*What to do*
In the records below, find the line with "filename src/find/orchestrator.rs" and the line with "it is fully"; return exactly those lines and every line between them.

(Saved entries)
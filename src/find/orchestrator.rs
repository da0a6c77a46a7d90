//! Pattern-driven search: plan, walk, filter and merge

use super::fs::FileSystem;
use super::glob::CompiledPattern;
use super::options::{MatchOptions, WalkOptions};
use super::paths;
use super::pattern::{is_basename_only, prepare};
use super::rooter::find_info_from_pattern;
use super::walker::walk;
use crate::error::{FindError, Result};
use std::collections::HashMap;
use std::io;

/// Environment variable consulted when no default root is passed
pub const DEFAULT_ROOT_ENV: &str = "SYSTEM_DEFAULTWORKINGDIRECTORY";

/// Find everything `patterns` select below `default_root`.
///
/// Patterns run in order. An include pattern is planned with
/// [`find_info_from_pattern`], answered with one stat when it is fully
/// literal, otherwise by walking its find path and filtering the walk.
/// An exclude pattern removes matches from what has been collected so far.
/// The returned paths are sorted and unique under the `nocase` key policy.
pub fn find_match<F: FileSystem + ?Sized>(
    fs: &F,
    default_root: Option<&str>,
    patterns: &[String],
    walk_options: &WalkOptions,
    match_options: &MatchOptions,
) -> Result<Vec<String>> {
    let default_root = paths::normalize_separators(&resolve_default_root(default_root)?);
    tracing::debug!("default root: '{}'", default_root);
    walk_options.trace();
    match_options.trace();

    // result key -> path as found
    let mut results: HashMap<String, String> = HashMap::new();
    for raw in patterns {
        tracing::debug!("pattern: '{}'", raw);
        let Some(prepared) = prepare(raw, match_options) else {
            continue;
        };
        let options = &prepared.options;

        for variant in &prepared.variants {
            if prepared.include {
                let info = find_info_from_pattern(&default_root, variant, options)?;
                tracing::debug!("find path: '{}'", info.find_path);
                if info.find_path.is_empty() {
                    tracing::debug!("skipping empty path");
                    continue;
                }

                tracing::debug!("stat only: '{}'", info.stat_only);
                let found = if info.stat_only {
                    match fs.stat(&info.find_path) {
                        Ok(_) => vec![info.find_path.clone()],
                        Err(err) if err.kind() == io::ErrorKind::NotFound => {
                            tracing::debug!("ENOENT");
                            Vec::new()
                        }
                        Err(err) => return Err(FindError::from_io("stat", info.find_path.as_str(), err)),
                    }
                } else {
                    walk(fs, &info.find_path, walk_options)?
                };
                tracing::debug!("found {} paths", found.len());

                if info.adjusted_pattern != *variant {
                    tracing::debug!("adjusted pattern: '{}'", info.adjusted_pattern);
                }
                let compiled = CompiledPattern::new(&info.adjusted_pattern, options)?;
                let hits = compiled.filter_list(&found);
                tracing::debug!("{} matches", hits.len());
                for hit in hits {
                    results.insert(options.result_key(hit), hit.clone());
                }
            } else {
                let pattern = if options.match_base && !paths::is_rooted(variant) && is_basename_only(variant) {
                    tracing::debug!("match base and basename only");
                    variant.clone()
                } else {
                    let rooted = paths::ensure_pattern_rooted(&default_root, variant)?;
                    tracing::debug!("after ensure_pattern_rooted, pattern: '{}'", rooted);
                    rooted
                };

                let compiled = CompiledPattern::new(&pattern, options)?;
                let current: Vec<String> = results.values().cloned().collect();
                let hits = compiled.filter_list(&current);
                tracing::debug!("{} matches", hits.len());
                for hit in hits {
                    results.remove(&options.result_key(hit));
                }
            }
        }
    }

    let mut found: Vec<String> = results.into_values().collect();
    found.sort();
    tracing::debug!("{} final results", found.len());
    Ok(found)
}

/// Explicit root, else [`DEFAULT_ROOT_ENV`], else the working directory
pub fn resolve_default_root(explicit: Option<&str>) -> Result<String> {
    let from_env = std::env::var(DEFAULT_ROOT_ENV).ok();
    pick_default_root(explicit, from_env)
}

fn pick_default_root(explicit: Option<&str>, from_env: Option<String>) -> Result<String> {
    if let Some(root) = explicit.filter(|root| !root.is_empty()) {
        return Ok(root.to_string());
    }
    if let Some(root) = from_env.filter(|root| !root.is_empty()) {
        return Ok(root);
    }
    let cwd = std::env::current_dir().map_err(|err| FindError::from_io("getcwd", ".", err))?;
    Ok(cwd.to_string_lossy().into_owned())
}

--

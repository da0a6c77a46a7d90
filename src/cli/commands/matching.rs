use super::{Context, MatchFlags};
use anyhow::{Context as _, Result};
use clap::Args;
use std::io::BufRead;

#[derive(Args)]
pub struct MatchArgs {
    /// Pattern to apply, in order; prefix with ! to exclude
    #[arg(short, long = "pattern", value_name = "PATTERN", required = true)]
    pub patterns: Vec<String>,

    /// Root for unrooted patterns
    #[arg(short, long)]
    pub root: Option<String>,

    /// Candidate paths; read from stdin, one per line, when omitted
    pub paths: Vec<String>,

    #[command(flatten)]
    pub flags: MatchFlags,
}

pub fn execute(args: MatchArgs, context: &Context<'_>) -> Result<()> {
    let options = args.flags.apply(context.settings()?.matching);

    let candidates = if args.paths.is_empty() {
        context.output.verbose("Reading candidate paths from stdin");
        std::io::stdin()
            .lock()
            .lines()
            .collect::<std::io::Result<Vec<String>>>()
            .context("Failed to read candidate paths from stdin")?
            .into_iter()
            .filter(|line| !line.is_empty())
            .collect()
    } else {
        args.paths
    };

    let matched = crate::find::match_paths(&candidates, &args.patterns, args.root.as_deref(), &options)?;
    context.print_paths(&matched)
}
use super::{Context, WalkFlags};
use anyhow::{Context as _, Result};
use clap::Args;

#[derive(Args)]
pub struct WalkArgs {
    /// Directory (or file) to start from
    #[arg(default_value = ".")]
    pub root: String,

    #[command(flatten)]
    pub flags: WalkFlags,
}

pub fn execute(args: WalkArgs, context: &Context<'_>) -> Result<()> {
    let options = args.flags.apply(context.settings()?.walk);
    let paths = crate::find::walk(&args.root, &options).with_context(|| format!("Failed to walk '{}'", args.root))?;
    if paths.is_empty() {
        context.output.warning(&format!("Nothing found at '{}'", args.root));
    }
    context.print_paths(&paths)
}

*Task response*
filename src/find/orchestrator.rs
repository da0a6c77a46a7d90
//! Pattern-driven search: plan, walk, filter and merge

use super::fs::FileSystem;
use super::glob::CompiledPattern;
use super::options::{MatchOptions, WalkOptions};
use super::paths;
use super::pattern::{is_basename_only, prepare};
use super::rooter::find_info_from_pattern;
use super::walker::walk;
use crate::error::{FindError, Result};
use std::collections::HashMap;
use std::io;

/// Environment variable consulted when no default root is passed
pub const DEFAULT_ROOT_ENV: &str = "SYSTEM_DEFAULTWORKINGDIRECTORY";

/// Find everything `patterns` select below `default_root`.
///
/// Patterns run in order. An include pattern is planned with
/// [`find_info_from_pattern`], answered with one stat when it is fully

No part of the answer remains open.